Is the Pope a pagan?
The observations by Pope Francis on the coronavirus pandemic published in The Tablet are startling. They reveal with unusual sharpness just what kind of person currently heads the Catholic church.
Asked whether the economic devastation wrought by the virus was a chance for an ecological conversion by reassessing priorities and lifestyles, the Pope replied:
“There is an expression in Spanish: ‘God always forgives, we forgive sometimes, but nature never forgives.’ We did not respond to the partial catastrophes. Who now speaks of the fires in Australia, or remembers that 18 months ago a boat could cross the North Pole because the glaciers had all melted? Who speaks now of the floods? I don’t know if these are the revenge of nature, but they are certainly nature’s responses.”
Last month, the Pope was even more specific about this in remarks published by a Spanish newspaper. Asked whether the pandemic was nature’s way of taking “revenge” on humanity, he replied: “There is a saying, that you know it. God always forgives. We forgive from time to time.
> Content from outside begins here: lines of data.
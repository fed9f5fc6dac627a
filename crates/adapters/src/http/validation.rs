use super::error::ApiError;

pub const MAX_ID_LENGTH: usize = 128;
pub const MAX_NAME_LENGTH: usize = 256;
pub const MAX_SHORT_STRING_LENGTH: usize = 64;
pub const MAX_USER_AGENT_LENGTH: usize = 512;

/// Reject strings longer than `max` with a 400 naming the field.
pub fn validate_string_length(field: &str, value: &str, max: usize) -> Result<(), ApiError> {
    if value.len() > max {
        return Err(ApiError::bad_request(format!(
            "{field} exceeds maximum length of {max} bytes"
        )));
    }
    Ok(())
}

/// Reject empty strings with a 400 naming the field.
pub fn validate_required(field: &str, value: &str) -> Result<(), ApiError> {
    if value.is_empty() {
        return Err(ApiError::bad_request(format!("{field} is required")));
    }
    Ok(())
}
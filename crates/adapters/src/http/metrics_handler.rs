use std::sync::Arc;

use axum::extract::State;
use axum::http::header::CONTENT_TYPE;
use axum::response::IntoResponse;

use super::state::AppState;

/// `GET /metrics` — Prometheus exposition.
#[utoipa::path(
    get, path = "/metrics",
    tag = "Health",
    responses((status = 200, description = "Prometheus metrics", body = String))
)]
pub async fn metrics(State(state): State<Arc<AppState>>) -> impl IntoResponse {
    let body = state.metrics.render();
    (
        [(
            CONTENT_TYPE,
            "application/openmetrics-text; version=1.0.0; charset=utf-8",
        )],
        body,
    )
}
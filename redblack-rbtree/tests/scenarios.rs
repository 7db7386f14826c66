//! End-to-end scenarios over the public API

use rand::rngs::StdRng;
use rand::seq::SliceRandom;
use rand::SeedableRng;
use redblack_rbtree::RbTree;

/// Mixed payloads, as callers store opaque values of any shape
#[derive(Debug, Clone, PartialEq, Eq)]
enum Payload {
    Int(i64),
    Text(&'static str),
}

use Payload::{Int, Text};

fn scenario_a() -> RbTree<i64, Payload> {
    let mut tree = RbTree::new();
    tree.add(10, Int(100));
    tree.add(5, Text("test"));
    tree.add(15, Int(200));
    tree.add(-1, Text("string"));
    tree
}

#[test]
fn test_first_returns_minimum() {
    let tree = scenario_a();
    assert_eq!(tree.first(), Some((&-1, &Text("string"))));
    tree.validate().unwrap();
}

#[test]
fn test_pop_drains_in_order() {
    let mut tree = scenario_a();

    assert_eq!(tree.first(), Some((&-1, &Text("string"))));
    assert_eq!(tree.pop(), Some((-1, Text("string"))));
    assert_eq!(tree.first(), Some((&5, &Text("test"))));
    assert_eq!(tree.pop(), Some((5, Text("test"))));
    assert_eq!(tree.first(), Some((&10, &Int(100))));
    assert_eq!(tree.pop(), Some((10, Int(100))));
    assert_eq!(tree.first(), Some((&15, &Int(200))));
    assert_eq!(tree.pop(), Some((15, Int(200))));

    assert_eq!(tree.first(), None);
    assert_eq!(tree.pop(), None);
    assert!(tree.is_empty());
}

#[test]
fn test_remove_then_pop() {
    let mut tree = scenario_a();

    tree.remove(&-1);
    tree.remove(&10);
    tree.validate().unwrap();

    assert_eq!(tree.first(), Some((&5, &Text("test"))));
    assert_eq!(tree.pop(), Some((5, Text("test"))));
    assert_eq!(tree.first(), Some((&15, &Int(200))));
    assert_eq!(tree.pop(), Some((15, Int(200))));
    assert_eq!(tree.pop(), None);
}

#[test]
fn test_random_permutation_stress() {
    let mut rng = StdRng::seed_from_u64(0x5eed);
    let mut keys: Vec<i64> = (-100_000..100_000).collect();
    keys.shuffle(&mut rng);
    keys.truncate(5000);

    let mut tree = RbTree::new();
    let mut min = i64::MAX;
    for (i, &key) in keys.iter().enumerate() {
        tree.add(key, i);
        min = min.min(key);
        assert_eq!(tree.first().map(|(k, _)| *k), Some(min));
    }
    tree.validate().unwrap();
    assert_eq!(tree.len(), 5000);
    // 2 * log2(5001)
    assert!(tree.height() <= 24);

    let mut sorted = keys.clone();
    sorted.sort_unstable();
    let popped: Vec<i64> = std::iter::from_fn(|| tree.pop().map(|(k, _)| k)).collect();
    assert_eq!(popped, sorted);
    assert!(tree.is_empty());
}

#[test]
fn test_random_removals_keep_invariants() {
    let mut rng = StdRng::seed_from_u64(7);
    let mut keys: Vec<i64> = (0..2000).collect();
    keys.shuffle(&mut rng);

    let mut tree: RbTree<i64, i64> = keys.iter().map(|&k| (k, -k)).collect();
    tree.validate().unwrap();

    keys.shuffle(&mut rng);
    let (gone, kept) = keys.split_at(1000);
    for (i, key) in gone.iter().enumerate() {
        assert_eq!(tree.remove(key), Some((*key, -key)));
        if i % 50 == 0 {
            tree.validate().unwrap();
        }
    }
    tree.validate().unwrap();

    for key in gone {
        assert!(!tree.contains_key(key));
    }
    let mut expected = kept.to_vec();
    expected.sort_unstable();
    let popped: Vec<i64> = std::iter::from_fn(|| tree.pop().map(|(k, _)| k)).collect();
    assert_eq!(popped, expected);
}

#[test]
fn test_comparator_on_unordered_payload() {
    #[derive(Debug, PartialEq)]
    struct Job {
        priority: u8,
        name: &'static str,
    }

    let mut queue: RbTree<Job, (), _> =
        RbTree::with_comparator(|a: &Job, b: &Job| a.priority > b.priority);
    queue.add(Job { priority: 1, name: "sweep" }, ());
    queue.add(Job { priority: 9, name: "page" }, ());
    queue.add(Job { priority: 5, name: "deploy" }, ());

    let order: Vec<&str> = std::iter::from_fn(|| queue.pop().map(|(job, _)| job.name)).collect();
    assert_eq!(order, vec!["page", "deploy", "sweep"]);
}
Nature never forgives. Fires, earthquakes … nature is kicking us to take care of nature”.
Bad enough that, as we know, the Pope subscribes to the anti-human, anti-science anthropogenic global warming scam which is based on dodgy computer modelling, ideological bullying and financially manipulated intellectual corruption.
Worse, his remarks on the virus don’t just fly in the face of robust scientific evidence but are simply bonkers.
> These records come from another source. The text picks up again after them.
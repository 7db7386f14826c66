//! Rotation primitives
//!
//! ```text
//!       anchor                 pivot
//!      /      \    left       /     \
//!     a      pivot  ---->  anchor    c
//!           /    \         /    \
//!          b      c       a      b
//! ```
//!
//! Rotations keep key order and every parent link consistent. They never
//! touch colors; the fixup that calls them recolors.

use crate::node::{NodeId, Side};
use crate::RbTree;

impl<K, V, C> RbTree<K, V, C> {
    /// Rotate left
    ///
    /// Panics if `anchor` has no right child
    pub(crate) fn rotate_left(&mut self, anchor: NodeId) {
        self.rotate(anchor, Side::Left);
    }

    /// Rotate right
    ///
    /// Panics if `anchor` has no left child
    pub(crate) fn rotate_right(&mut self, anchor: NodeId) {
        self.rotate(anchor, Side::Right);
    }

    /// Rotate the subtree at the parent of `id` so that `id` takes its place
    pub(crate) fn rotate_up(&mut self, id: NodeId) {
        let (Some(parent), Some(side)) = (self.parent(id), self.side_of(id)) else {
            panic!("cannot rotate the root {id:?} up");
        };
        // A left child comes up through a right rotation and vice versa
        self.rotate(parent, side.opposite());
    }

    /// Move `anchor` down towards `toward`, lifting its child on the other side
    fn rotate(&mut self, anchor: NodeId, toward: Side) {
        let lifted = toward.opposite();
        let pivot = self
            .node(anchor)
            .child(lifted)
            .unwrap_or_else(|| panic!("empty leaf can not become internal: {anchor:?}"));
        let inner = self.node(pivot).child(toward);

        self.relink(anchor, Some(pivot));

        self.node_mut(anchor).set_child(lifted, inner);
        if let Some(inner) = inner {
            self.node_mut(inner).parent = Some(anchor);
        }

        self.node_mut(pivot).set_child(toward, Some(anchor));
        self.node_mut(anchor).parent = Some(pivot);
    }
}
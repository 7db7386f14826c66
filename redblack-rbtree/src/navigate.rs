//! Relationship navigation
//!
//! Read-only derivations over parent/child links. Absent relatives come back
//! as `None`; a node whose parent does not list it as a child means the tree
//! is already corrupt, so that panics.

use crate::node::{NodeId, Side};
use crate::RbTree;

impl<K, V, C> RbTree<K, V, C> {
    pub(crate) fn parent(&self, id: NodeId) -> Option<NodeId> {
        self.node(id).parent
    }

    pub(crate) fn grandparent(&self, id: NodeId) -> Option<NodeId> {
        self.parent(self.parent(id)?)
    }

    /// Which link of its parent holds `id`; `None` for the root
    pub(crate) fn side_of(&self, id: NodeId) -> Option<Side> {
        let parent = self.parent(id)?;
        let p = self.node(parent);
        if p.left == Some(id) {
            Some(Side::Left)
        } else if p.right == Some(id) {
            Some(Side::Right)
        } else {
            panic!("unrecognized parent-child relationship: {id:?} -> {parent:?}")
        }
    }

    pub(crate) fn sibling(&self, id: NodeId) -> Option<NodeId> {
        let side = self.side_of(id)?;
        let parent = self.parent(id)?;
        self.node(parent).child(side.opposite())
    }

    /// Sibling of the parent
    pub(crate) fn aunt(&self, id: NodeId) -> Option<NodeId> {
        self.sibling(self.parent(id)?)
    }

    /// Put `replacement` wherever `old` is linked from: its parent's child slot,
    /// or the root slot. The replacement's parent link follows.
    pub(crate) fn relink(&mut self, old: NodeId, replacement: Option<NodeId>) {
        let parent = self.parent(old);
        match (parent, self.side_of(old)) {
            (Some(parent), Some(side)) => self.node_mut(parent).set_child(side, replacement),
            _ => self.root = replacement,
        }
        if let Some(replacement) = replacement {
            self.node_mut(replacement).parent = parent;
        }
    }
}

#[cfg(test)]
mod tests {
    use crate::node::Side;
    use crate::RbTree;

    /// `10 (5 (1, 7), 15)`: this insertion order only recolors, never rotates
    fn sample() -> RbTree<i32, ()> {
        let mut tree = RbTree::new();
        for key in [10, 5, 15, 1, 7] {
            tree.add(key, ());
        }
        tree
    }

    #[test]
    fn test_relationships() {
        let tree = sample();
        let root = tree.root.unwrap();
        let five = tree.node(root).left.unwrap();
        let fifteen = tree.node(root).right.unwrap();
        let one = tree.node(five).left.unwrap();
        let seven = tree.node(five).right.unwrap();

        assert_eq!(tree.node(five).key, 5);
        assert_eq!(tree.node(seven).key, 7);

        assert_eq!(tree.parent(one), Some(five));
        assert_eq!(tree.grandparent(one), Some(root));
        assert_eq!(tree.sibling(one), Some(seven));
        assert_eq!(tree.sibling(five), Some(fifteen));
        assert_eq!(tree.aunt(seven), Some(fifteen));
        assert_eq!(tree.side_of(seven), Some(Side::Right));
    }

    #[test]
    fn test_root_has_no_relatives() {
        let tree = sample();
        let root = tree.root.unwrap();
        assert_eq!(tree.parent(root), None);
        assert_eq!(tree.grandparent(root), None);
        assert_eq!(tree.sibling(root), None);
        assert_eq!(tree.aunt(root), None);
        assert_eq!(tree.side_of(root), None);
    }

    #[test]
    fn test_absent_relatives() {
        let mut tree = RbTree::new();
        tree.add(2, ());
        tree.add(1, ());
        let root = tree.root.unwrap();
        let one = tree.node(root).left.unwrap();
        assert_eq!(tree.sibling(one), None);
        assert_eq!(tree.aunt(one), None);
        assert_eq!(tree.grandparent(one), None);
    }

    #[test]
    #[should_panic(expected = "unrecognized parent-child relationship")]
    fn test_inconsistent_link_panics() {
        let mut tree = sample();
        let root = tree.root.unwrap();
        let five = tree.node(root).left.unwrap();
        let one = tree.node(five).left.unwrap();
        // Corrupt: 1 claims the root as its parent
        tree.node_mut(one).parent = Some(root);
        tree.sibling(one);
    }
}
By all accounts, the pandemic was the result of human behaviour in China. Even if it were true that man-made carbon dioxide levels were wreaking havoc upon the climate and the world’s ecology, how is that supposed to be connected to the virus? Is the Pope suggesting that if the world reduced its carbon emissions Covid-19 would somehow go away?
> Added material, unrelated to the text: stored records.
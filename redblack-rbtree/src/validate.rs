//! Whole-tree invariant verification
//!
//! O(n) walk used by tests and the soak driver after mutations. It reports the
//! first broken invariant instead of panicking so callers can attach context.

use crate::compare::Comparator;
use crate::node::{NodeId, RbColor};
use crate::RbTree;

/// A broken red-black tree invariant
#[derive(Debug, Clone, PartialEq, Eq, thiserror::Error)]
pub enum InvariantError {
    #[error("root node is red")]
    RedRoot,

    #[error("red node at depth {depth} has a red child")]
    RedRed { depth: usize },

    #[error("key at depth {depth} is out of order with an ancestor")]
    Ordering { depth: usize },

    #[error("black height differs below depth {depth}: left {left}, right {right}")]
    BlackHeight {
        depth: usize,
        left: usize,
        right: usize,
    },

    #[error("parent link of node at depth {depth} does not match its owner")]
    ParentLink { depth: usize },

    #[error("tree reaches {reachable} nodes but stores {stored}")]
    Count { reachable: usize, stored: usize },
}

/// Keys a subtree must respect: not after `upper`, not before `lower`
///
/// Both ends are inclusive. Equal keys start out on the right, but rotations
/// can carry them into a left subtree.
struct Bounds<'a, K> {
    lower: Option<&'a K>,
    upper: Option<&'a K>,
}

impl<K, V, C> RbTree<K, V, C>
where
    C: Comparator<K>,
{
    /// Check ordering, coloring, black height, parent links and entry count
    pub fn validate(&self) -> Result<(), InvariantError> {
        self.black_height().map(|_| ())
    }

    /// Number of black nodes on every root-to-leaf path (0 when empty)
    ///
    /// Fails with the first invariant violation found.
    pub fn black_height(&self) -> Result<usize, InvariantError> {
        let Some(root) = self.root else {
            return self.check_count(0).map(|_| 0);
        };
        if self.node(root).parent.is_some() {
            return Err(InvariantError::ParentLink { depth: 0 });
        }
        if self.node(root).is_red() {
            return Err(InvariantError::RedRoot);
        }

        let mut reachable = 0;
        let bounds = Bounds {
            lower: None,
            upper: None,
        };
        let height = self.check_subtree(root, 0, bounds, &mut reachable)?;
        self.check_count(reachable)?;
        Ok(height)
    }

    fn check_count(&self, reachable: usize) -> Result<(), InvariantError> {
        if reachable != self.nodes.len() {
            return Err(InvariantError::Count {
                reachable,
                stored: self.nodes.len(),
            });
        }
        Ok(())
    }

    fn check_subtree<'a>(
        &'a self,
        id: NodeId,
        depth: usize,
        bounds: Bounds<'a, K>,
        reachable: &mut usize,
    ) -> Result<usize, InvariantError> {
        *reachable += 1;
        let node = self.node(id);

        let above_lower = bounds.lower.map_or(true, |lower| !self.cmp.less(&node.key, lower));
        let below_upper = bounds.upper.map_or(true, |upper| !self.cmp.less(upper, &node.key));
        if !above_lower || !below_upper {
            return Err(InvariantError::Ordering { depth });
        }

        let mut heights = [0; 2];
        for (slot, child) in [node.left, node.right].into_iter().enumerate() {
            let Some(child) = child else {
                continue;
            };
            if self.node(child).parent != Some(id) {
                return Err(InvariantError::ParentLink { depth: depth + 1 });
            }
            if node.is_red() && self.node(child).is_red() {
                return Err(InvariantError::RedRed { depth });
            }
            let child_bounds = if slot == 0 {
                Bounds {
                    lower: bounds.lower,
                    upper: Some(&node.key),
                }
            } else {
                Bounds {
                    lower: Some(&node.key),
                    upper: bounds.upper,
                }
            };
            heights[slot] = self.check_subtree(child, depth + 1, child_bounds, reachable)?;
        }

        let [left, right] = heights;
        if left != right {
            return Err(InvariantError::BlackHeight { depth, left, right });
        }
        Ok(left + usize::from(node.color == RbColor::Black))
    }
}

impl<K, V, C> RbTree<K, V, C> {
    /// Longest root-to-leaf path in nodes (0 when empty)
    pub fn height(&self) -> usize {
        let mut deepest = 0;
        let mut stack: Vec<(NodeId, usize)> = self.root.map(|root| (root, 1)).into_iter().collect();
        while let Some((id, depth)) = stack.pop() {
            deepest = deepest.max(depth);
            let node = self.node(id);
            stack.extend(node.left.map(|left| (left, depth + 1)));
            stack.extend(node.right.map(|right| (right, depth + 1)));
        }
        deepest
    }
}

#[cfg(test)]
mod tests {
    use super::*;

    fn sample() -> RbTree<i32, ()> {
        let mut tree = RbTree::new();
        for key in [10, 5, 15, 1, 7, 12, 20] {
            tree.add(key, ());
        }
        tree
    }

    fn find(tree: &RbTree<i32, ()>, key: i32) -> NodeId {
        tree.locate_match(&key).unwrap().matched
    }

    #[test]
    fn test_valid_tree() {
        let tree = sample();
        assert_eq!(tree.validate(), Ok(()));
        assert_eq!(tree.black_height(), Ok(2));
        assert_eq!(tree.height(), 3);
    }

    #[test]
    fn test_empty_tree() {
        let tree: RbTree<i32, ()> = RbTree::new();
        assert_eq!(tree.black_height(), Ok(0));
        assert_eq!(tree.height(), 0);
    }

    #[test]
    fn test_detects_red_root() {
        let mut tree = sample();
        let root = tree.root.unwrap();
        tree.set_color(root, RbColor::Red);
        assert_eq!(tree.validate(), Err(InvariantError::RedRoot));
    }

    #[test]
    fn test_detects_red_red() {
        let mut tree = sample();
        let five = find(&tree, 5);
        tree.set_color(five, RbColor::Red);
        assert_eq!(tree.validate(), Err(InvariantError::RedRed { depth: 1 }));
    }

    #[test]
    fn test_detects_black_height_mismatch() {
        let mut tree = sample();
        let one = find(&tree, 1);
        tree.set_color(one, RbColor::Black);
        assert!(matches!(
            tree.validate(),
            Err(InvariantError::BlackHeight { depth: 1, left: 1, right: 0 })
        ));
    }

    #[test]
    fn test_detects_ordering() {
        let mut tree = sample();
        let twelve = find(&tree, 12);
        tree.node_mut(twelve).key = 3;
        assert_eq!(tree.validate(), Err(InvariantError::Ordering { depth: 2 }));
    }

    #[test]
    fn test_equal_keys_on_both_sides_are_valid() {
        // The third 5 triggers a rotation that leaves an equal key on the left
        let mut tree = RbTree::new();
        for value in ["a", "b", "c"] {
            tree.add(5, value);
            assert_eq!(tree.validate(), Ok(()));
        }
        let root = tree.root.unwrap();
        let left = tree.node(root).left.unwrap();
        assert_eq!(tree.node(left).key, 5);

        for value in ["d", "e", "f", "g"] {
            tree.add(5, value);
        }
        assert_eq!(tree.validate(), Ok(()));
        assert_eq!(tree.black_height(), Ok(2));
    }

    #[test]
    fn test_detects_equal_key_past_upper_bound() {
        let mut tree = sample();
        // 7 is in 10's left subtree: it may equal 10 but not exceed it
        let seven = find(&tree, 7);
        tree.node_mut(seven).key = 10;
        assert_eq!(tree.validate(), Ok(()));
        tree.node_mut(seven).key = 11;
        assert_eq!(tree.validate(), Err(InvariantError::Ordering { depth: 2 }));
    }

    #[test]
    fn test_detects_parent_link() {
        let mut tree = sample();
        let seven = find(&tree, 7);
        let root = tree.root.unwrap();
        tree.node_mut(seven).parent = Some(root);
        assert_eq!(tree.validate(), Err(InvariantError::ParentLink { depth: 2 }));
    }

    #[test]
    fn test_error_messages() {
        assert_eq!(InvariantError::RedRoot.to_string(), "root node is red");
        assert_eq!(
            InvariantError::Count {
                reachable: 3,
                stored: 4
            }
            .to_string(),
            "tree reaches 3 nodes but stores 4"
        );
    }
}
In fact, he’s suggesting something even more disturbing than this carbon-to-virus non-sequitur. For he’s implying that the earth has human qualities, that it is taking revenge on humanity for ignoring its welfare. He’s suggesting that the earth is wreaking biological warfare on the human race as punishment for exceeding its carbon limits.
This isn’t the first time he has anthropomorphised the earth. In his 2015 environmental encyclical, he said the earth “now cries out to us because of the harm we have inflicted on her by our irresponsible use and abuse of the goods with which God has endowed her”.
He’s also implying. moreover, that the earth has godlike qualities. In the Bible, the ultimate moral authority is God who dispenses justice, both forgiveness and punishment. The Pope absolves him of the punishment element which he ascribes instead to the earth, depicted as a female victim taking her revenge upon humanity for the harm it has done her.
Thus the Pope selectively edits the Bible’s moral teachings, strips justice itself of meaning and invests the earth with both human and divine qualities.
At is philosophical level, environmentalism anthropomorphises the earth as “Gaia”, investing the natural world with supernatural qualities as some kind of goddess to be worshipped. Deep green environmentalism is fundamentally pagan. It’s therefore fundamentally hostile to both Christianity and Judaism.
It might have been possible to excuse the Pope’s support for the green agenda on the basis that he has naively fallen victim to a propaganda offensive that has convinced millions of people of an imminent environmental apocalypse (despite being strangely and repeatedly postponed). Investing the earth with the capacity to make moral judgments, however, reveals him to be in the grip of a sinister secular ideology.
Whatever inspiration Pope Francis claims to find in the Bible, and whatever he thinks he means by God, he nevertheless appears to have subscribed to paganism.